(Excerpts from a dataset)

↓↓↓

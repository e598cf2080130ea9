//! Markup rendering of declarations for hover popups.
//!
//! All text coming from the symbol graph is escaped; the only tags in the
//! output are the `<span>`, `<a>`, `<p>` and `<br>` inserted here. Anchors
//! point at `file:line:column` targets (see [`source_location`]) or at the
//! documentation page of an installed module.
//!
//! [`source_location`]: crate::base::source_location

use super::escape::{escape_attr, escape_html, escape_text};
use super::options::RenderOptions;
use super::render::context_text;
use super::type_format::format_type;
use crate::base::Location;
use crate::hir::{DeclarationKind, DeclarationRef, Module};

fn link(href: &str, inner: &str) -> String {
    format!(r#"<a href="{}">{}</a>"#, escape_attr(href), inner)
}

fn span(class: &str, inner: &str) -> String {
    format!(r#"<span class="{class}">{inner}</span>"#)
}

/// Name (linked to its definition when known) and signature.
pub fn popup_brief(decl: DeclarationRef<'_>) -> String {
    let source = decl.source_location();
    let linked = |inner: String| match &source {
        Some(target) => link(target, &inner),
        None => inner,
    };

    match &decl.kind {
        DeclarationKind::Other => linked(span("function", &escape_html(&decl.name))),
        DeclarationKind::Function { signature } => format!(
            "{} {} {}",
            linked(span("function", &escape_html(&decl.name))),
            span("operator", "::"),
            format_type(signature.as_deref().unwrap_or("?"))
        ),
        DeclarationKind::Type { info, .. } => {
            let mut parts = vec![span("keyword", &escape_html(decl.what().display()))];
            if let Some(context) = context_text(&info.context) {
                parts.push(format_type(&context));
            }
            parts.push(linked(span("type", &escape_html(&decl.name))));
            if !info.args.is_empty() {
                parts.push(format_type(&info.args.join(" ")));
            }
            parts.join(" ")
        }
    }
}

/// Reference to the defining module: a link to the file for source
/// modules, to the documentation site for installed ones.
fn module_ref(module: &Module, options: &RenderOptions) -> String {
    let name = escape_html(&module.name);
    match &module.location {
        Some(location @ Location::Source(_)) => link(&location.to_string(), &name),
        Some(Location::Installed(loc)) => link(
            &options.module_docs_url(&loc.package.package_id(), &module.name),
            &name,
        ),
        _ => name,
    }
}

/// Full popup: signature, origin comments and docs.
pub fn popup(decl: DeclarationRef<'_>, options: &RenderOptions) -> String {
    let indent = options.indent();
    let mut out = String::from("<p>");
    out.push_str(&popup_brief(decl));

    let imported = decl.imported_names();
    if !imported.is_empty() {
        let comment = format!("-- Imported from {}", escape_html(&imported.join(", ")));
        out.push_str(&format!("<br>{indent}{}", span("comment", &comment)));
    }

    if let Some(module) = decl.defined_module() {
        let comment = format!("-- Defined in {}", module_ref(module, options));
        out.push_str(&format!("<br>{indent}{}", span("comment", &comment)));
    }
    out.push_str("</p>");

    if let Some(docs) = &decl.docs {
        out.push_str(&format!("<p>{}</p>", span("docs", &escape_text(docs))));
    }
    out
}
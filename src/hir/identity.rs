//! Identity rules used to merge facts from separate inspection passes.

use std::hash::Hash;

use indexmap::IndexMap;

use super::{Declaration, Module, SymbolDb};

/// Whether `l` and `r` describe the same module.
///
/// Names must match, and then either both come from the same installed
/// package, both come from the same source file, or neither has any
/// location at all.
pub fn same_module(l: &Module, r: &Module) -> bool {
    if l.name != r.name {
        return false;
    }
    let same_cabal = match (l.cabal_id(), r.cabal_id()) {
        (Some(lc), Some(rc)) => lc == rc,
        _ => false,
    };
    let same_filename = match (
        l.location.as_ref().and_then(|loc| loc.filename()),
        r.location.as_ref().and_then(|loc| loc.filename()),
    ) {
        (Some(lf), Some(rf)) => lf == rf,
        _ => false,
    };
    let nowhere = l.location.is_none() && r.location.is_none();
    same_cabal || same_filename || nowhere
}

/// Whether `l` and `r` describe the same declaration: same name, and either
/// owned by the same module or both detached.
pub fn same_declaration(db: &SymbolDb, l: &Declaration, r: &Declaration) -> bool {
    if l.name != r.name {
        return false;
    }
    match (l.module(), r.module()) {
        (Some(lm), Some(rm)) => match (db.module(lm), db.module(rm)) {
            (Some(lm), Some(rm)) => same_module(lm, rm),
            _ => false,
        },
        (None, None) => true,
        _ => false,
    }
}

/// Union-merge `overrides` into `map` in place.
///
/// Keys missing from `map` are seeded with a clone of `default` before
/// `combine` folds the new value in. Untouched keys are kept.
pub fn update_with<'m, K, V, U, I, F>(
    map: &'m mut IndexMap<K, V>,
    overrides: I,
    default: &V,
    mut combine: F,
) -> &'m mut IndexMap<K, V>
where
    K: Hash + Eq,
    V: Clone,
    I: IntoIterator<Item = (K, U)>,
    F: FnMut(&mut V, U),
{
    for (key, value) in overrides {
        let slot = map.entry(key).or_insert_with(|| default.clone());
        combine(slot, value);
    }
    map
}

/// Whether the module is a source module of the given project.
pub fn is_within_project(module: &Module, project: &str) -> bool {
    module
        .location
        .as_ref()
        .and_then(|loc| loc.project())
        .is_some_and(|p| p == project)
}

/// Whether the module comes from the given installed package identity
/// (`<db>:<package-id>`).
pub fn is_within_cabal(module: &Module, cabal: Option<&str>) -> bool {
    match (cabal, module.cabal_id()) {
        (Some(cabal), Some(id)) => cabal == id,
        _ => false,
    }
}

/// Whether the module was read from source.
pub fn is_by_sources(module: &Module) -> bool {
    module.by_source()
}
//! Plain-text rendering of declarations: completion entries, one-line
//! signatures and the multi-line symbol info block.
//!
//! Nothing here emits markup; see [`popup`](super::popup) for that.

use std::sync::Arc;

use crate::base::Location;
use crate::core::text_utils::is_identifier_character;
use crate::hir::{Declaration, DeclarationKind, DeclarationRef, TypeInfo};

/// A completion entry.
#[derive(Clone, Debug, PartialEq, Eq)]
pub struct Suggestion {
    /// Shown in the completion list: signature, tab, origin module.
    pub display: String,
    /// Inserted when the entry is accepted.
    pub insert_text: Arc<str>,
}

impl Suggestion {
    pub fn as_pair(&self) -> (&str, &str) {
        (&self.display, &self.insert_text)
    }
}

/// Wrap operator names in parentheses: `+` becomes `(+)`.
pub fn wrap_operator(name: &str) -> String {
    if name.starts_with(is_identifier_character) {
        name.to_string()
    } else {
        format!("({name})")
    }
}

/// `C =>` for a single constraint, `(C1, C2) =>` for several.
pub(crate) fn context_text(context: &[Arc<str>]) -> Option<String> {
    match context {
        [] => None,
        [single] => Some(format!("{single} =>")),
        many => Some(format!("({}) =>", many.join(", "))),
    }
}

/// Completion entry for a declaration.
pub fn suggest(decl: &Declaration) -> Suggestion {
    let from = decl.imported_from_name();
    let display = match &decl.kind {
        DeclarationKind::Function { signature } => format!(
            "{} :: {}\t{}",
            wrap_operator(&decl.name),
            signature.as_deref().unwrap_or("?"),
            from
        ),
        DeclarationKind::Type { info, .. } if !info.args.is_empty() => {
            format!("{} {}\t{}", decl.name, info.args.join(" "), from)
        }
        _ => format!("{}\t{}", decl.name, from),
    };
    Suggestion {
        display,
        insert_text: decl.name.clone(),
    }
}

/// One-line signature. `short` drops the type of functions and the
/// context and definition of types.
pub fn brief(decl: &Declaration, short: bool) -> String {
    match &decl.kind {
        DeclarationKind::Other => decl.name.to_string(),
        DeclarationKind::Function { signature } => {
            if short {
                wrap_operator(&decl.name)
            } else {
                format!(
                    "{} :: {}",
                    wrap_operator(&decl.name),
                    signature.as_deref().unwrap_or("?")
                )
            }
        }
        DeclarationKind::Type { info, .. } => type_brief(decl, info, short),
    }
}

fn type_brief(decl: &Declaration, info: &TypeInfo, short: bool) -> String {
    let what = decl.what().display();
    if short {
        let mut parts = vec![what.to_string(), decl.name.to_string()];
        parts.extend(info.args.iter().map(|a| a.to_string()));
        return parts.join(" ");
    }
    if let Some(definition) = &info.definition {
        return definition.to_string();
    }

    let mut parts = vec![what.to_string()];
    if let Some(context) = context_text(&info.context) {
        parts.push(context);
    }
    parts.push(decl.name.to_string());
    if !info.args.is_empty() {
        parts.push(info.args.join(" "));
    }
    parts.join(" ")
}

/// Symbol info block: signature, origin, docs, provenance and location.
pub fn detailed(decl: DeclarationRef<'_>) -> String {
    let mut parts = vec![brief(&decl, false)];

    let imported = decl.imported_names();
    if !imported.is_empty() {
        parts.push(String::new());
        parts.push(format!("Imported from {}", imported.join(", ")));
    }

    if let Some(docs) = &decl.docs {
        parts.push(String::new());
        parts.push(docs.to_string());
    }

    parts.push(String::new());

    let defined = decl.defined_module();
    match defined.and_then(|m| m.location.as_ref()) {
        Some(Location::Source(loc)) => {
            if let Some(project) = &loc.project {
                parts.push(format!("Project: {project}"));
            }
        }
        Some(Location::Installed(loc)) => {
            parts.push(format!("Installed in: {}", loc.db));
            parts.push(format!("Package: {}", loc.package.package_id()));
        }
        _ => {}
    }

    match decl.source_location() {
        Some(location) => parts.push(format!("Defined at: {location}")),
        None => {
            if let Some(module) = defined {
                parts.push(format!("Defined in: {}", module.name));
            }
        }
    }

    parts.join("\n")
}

↑↑↑

Task instructions:
For each line above that contains the word "TypeInfo", give the line as it is written.

Worked solution:
use crate::hir::{Declaration, DeclarationKind, DeclarationRef, TypeInfo};
fn type_brief(decl: &Declaration, info: &TypeInfo, short: bool) -> String {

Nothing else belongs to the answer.